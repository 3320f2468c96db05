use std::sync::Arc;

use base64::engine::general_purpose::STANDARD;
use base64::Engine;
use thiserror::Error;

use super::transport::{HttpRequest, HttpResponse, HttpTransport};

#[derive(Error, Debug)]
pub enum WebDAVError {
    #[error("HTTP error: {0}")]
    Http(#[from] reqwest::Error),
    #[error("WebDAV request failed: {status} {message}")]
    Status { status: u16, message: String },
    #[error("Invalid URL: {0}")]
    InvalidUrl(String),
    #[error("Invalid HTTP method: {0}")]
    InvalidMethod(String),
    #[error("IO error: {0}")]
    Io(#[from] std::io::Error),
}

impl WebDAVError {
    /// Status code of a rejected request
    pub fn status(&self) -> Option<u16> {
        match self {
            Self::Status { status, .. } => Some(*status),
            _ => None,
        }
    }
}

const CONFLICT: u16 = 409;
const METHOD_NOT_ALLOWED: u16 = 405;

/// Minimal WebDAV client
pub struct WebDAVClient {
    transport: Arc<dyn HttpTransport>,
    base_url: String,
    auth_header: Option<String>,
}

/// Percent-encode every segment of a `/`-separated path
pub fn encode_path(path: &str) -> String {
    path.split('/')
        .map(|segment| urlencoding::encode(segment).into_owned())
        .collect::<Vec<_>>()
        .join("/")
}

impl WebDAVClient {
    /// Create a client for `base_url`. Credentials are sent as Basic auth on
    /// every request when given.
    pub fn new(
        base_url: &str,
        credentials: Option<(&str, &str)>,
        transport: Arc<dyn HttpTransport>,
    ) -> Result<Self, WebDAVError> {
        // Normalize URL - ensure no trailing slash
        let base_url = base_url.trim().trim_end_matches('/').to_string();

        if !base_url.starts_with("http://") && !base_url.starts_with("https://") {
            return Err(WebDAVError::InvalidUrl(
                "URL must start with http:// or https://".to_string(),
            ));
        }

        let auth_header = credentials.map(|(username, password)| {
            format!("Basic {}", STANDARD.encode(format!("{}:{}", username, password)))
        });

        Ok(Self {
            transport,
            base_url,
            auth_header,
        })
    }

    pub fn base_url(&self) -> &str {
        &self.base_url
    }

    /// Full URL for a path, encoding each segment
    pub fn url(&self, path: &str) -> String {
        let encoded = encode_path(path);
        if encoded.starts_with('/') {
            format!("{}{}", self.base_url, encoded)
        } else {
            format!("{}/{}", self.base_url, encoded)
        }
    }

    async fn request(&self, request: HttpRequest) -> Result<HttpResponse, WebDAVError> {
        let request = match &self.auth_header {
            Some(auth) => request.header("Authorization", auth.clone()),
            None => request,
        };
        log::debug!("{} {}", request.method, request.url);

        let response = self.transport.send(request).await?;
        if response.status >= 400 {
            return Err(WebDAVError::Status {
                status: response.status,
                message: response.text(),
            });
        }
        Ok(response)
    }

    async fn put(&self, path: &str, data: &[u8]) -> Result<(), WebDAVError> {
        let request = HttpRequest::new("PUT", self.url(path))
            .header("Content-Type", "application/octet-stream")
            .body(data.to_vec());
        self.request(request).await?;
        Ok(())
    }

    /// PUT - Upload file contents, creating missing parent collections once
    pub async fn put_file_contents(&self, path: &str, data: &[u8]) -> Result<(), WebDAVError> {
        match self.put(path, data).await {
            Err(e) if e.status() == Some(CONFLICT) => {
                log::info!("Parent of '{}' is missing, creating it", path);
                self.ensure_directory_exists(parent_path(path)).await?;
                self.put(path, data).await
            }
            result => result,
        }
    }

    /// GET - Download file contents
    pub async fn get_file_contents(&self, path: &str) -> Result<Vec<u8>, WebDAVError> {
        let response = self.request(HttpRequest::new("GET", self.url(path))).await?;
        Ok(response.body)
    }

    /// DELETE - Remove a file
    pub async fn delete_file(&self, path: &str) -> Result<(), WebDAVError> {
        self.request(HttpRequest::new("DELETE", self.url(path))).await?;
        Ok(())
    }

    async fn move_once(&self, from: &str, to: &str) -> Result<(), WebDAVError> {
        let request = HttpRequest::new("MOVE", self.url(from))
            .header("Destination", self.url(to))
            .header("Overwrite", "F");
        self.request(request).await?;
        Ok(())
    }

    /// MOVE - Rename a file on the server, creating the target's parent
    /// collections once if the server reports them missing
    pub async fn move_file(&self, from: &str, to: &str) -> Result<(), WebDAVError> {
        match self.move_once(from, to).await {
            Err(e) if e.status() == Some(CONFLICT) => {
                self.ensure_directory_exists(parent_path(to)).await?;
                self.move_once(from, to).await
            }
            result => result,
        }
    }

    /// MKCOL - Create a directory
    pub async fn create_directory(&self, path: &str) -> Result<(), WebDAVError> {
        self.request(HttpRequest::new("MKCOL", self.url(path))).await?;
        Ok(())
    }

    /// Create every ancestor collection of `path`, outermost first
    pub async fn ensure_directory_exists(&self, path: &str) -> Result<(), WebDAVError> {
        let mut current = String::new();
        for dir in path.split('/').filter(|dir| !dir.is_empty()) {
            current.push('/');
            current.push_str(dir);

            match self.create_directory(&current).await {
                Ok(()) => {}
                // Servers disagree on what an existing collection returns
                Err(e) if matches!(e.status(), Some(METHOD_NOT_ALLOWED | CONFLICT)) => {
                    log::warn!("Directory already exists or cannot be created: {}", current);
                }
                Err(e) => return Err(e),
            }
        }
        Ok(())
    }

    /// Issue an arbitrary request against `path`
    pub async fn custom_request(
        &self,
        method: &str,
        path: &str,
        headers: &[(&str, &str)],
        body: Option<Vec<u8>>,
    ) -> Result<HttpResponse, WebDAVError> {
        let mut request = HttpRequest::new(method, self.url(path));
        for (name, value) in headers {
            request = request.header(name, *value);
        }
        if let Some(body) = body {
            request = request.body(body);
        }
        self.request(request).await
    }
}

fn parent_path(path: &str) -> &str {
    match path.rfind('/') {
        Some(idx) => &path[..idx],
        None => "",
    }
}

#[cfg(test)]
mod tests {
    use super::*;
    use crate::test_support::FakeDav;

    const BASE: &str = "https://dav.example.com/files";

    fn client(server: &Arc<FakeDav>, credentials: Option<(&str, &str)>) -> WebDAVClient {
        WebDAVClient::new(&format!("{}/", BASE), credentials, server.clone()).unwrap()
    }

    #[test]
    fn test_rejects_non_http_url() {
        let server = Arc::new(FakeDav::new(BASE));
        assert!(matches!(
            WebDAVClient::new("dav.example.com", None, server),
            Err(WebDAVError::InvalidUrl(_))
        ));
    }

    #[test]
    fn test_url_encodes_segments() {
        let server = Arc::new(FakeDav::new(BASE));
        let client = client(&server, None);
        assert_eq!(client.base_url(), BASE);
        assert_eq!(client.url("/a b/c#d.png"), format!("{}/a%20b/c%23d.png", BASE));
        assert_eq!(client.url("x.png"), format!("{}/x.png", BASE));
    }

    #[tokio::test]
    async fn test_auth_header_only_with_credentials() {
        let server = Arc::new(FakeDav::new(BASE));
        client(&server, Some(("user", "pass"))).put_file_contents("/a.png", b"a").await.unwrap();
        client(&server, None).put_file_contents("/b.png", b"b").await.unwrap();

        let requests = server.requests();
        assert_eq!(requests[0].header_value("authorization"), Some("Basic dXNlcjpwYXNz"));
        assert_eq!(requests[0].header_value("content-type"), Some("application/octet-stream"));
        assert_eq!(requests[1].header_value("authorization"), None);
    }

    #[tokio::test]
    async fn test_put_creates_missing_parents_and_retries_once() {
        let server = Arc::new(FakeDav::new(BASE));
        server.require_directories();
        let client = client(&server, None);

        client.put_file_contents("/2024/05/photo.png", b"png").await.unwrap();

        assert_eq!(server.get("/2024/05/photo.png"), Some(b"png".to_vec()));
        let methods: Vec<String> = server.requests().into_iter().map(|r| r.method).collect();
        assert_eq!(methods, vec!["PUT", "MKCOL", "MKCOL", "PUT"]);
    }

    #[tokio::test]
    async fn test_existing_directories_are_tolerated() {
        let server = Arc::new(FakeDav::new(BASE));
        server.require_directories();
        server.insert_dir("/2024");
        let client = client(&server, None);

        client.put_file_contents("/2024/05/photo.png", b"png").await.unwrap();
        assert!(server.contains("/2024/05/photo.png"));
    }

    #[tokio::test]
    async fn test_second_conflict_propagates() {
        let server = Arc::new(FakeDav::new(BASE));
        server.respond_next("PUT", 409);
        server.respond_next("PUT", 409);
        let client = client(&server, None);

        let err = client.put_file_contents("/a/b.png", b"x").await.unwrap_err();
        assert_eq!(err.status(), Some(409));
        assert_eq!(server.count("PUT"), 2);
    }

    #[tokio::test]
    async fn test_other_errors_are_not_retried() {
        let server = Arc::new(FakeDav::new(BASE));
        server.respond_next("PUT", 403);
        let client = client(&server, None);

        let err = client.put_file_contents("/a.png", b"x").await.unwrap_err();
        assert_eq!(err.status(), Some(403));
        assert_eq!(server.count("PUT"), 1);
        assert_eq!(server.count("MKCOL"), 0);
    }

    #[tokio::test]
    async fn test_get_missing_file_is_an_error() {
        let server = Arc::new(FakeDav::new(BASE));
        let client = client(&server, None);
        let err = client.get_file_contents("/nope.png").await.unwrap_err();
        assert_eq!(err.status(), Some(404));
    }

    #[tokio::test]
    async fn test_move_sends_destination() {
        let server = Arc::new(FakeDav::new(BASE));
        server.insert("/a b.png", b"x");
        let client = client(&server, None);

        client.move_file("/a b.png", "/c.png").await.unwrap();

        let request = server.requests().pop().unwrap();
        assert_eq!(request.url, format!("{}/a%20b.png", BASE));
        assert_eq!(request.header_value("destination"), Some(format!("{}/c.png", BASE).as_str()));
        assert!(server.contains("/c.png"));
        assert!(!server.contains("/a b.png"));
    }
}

* * *

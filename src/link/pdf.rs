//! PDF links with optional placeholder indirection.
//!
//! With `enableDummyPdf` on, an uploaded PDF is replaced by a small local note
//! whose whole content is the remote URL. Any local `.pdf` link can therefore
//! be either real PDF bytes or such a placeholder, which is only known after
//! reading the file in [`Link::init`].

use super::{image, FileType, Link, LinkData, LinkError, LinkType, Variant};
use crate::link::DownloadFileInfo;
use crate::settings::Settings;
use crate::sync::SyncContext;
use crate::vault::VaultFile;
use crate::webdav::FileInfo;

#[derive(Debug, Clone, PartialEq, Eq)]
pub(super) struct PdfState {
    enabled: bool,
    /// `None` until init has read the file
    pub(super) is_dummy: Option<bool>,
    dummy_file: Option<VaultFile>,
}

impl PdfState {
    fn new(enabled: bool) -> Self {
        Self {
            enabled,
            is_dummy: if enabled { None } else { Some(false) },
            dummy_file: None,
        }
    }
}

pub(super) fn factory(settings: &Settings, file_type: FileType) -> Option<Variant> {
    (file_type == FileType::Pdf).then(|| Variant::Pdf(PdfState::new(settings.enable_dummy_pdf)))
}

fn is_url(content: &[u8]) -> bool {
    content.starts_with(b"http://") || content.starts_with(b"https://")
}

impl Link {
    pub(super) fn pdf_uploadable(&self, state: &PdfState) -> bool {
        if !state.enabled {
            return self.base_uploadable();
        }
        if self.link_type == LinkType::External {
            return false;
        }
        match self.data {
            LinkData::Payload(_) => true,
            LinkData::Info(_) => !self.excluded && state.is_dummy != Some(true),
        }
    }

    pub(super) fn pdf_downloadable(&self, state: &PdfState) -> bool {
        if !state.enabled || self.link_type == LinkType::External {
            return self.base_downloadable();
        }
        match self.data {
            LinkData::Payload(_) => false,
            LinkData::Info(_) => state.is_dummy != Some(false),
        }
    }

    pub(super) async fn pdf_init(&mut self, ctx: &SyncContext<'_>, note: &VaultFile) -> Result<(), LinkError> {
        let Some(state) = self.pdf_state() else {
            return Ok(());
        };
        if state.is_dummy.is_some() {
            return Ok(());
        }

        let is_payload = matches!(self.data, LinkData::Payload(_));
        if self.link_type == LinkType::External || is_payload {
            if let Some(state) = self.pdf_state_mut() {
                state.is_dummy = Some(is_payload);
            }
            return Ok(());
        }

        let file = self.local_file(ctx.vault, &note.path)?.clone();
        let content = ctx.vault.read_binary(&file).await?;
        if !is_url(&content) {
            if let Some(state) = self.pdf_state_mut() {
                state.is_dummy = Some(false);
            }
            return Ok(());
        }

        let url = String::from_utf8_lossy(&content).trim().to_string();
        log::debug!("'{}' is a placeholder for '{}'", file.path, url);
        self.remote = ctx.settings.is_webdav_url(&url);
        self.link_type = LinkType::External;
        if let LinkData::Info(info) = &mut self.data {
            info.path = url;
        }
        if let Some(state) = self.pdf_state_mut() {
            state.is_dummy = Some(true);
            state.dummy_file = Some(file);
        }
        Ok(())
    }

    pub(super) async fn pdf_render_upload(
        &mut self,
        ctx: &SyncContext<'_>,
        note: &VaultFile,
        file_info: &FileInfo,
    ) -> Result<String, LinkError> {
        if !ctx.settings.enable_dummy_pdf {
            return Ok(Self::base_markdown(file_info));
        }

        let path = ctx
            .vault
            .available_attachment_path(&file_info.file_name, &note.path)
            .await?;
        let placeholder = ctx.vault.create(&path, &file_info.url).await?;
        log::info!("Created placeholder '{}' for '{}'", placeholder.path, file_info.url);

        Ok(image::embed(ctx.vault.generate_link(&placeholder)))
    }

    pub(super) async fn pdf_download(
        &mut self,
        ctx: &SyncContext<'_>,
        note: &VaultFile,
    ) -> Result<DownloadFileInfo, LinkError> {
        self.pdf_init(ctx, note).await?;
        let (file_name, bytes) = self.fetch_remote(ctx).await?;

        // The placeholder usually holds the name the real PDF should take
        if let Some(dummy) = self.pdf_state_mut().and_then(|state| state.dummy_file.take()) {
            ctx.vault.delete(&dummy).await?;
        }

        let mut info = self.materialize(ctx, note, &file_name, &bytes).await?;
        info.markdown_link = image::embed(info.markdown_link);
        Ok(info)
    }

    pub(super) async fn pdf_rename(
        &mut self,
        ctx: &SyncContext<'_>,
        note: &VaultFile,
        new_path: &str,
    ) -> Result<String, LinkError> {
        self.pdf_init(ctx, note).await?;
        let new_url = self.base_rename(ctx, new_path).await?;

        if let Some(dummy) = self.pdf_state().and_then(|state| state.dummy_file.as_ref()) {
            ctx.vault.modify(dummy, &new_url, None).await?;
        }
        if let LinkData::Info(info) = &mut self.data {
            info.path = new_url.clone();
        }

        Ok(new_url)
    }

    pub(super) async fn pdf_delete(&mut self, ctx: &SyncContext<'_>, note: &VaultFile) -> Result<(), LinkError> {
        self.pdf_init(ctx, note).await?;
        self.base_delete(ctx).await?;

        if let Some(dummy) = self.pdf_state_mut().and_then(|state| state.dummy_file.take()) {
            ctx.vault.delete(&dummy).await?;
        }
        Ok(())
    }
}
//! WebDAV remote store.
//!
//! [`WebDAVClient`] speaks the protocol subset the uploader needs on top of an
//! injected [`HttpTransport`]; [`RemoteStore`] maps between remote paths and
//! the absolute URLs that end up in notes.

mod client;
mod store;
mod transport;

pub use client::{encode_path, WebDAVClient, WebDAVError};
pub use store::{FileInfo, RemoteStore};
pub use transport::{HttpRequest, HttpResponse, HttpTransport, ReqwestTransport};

---

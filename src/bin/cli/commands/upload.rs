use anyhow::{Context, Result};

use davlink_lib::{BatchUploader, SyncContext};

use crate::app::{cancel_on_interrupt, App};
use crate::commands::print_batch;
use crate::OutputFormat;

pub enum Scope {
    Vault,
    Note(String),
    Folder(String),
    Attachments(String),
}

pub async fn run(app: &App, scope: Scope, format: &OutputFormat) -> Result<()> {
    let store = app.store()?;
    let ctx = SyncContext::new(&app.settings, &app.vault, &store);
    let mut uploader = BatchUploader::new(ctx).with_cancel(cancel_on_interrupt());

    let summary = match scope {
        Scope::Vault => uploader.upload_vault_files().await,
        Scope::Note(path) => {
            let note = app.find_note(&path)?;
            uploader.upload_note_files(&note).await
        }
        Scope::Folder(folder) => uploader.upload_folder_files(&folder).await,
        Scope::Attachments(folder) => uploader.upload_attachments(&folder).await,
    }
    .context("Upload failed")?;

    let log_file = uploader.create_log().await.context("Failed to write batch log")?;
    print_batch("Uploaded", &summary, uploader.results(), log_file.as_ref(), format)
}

_WHAT TO DO_. Reproduce word for word the material above, starting with the line that has "fn is_url(content: &[u8])" and stopping after the line that has "return self.base_downloadable();".

_SOLUTION TO THIS PROBLEM_.
fn is_url(content: &[u8]) -> bool {
    content.starts_with(b"http://") || content.starts_with(b"https://")
}

impl Link {
    pub(super) fn pdf_uploadable(&self, state: &PdfState) -> bool {
        if !state.enabled {
            return self.base_uploadable();
        }
        if self.link_type == LinkType::External {
            return false;
        }
        match self.data {
            LinkData::Payload(_) => true,
            LinkData::Info(_) => !self.excluded && state.is_dummy != Some(true),
        }
    }

    pub(super) fn pdf_downloadable(&self, state: &PdfState) -> bool {
        if !state.enabled || self.link_type == LinkType::External {
            return self.base_downloadable();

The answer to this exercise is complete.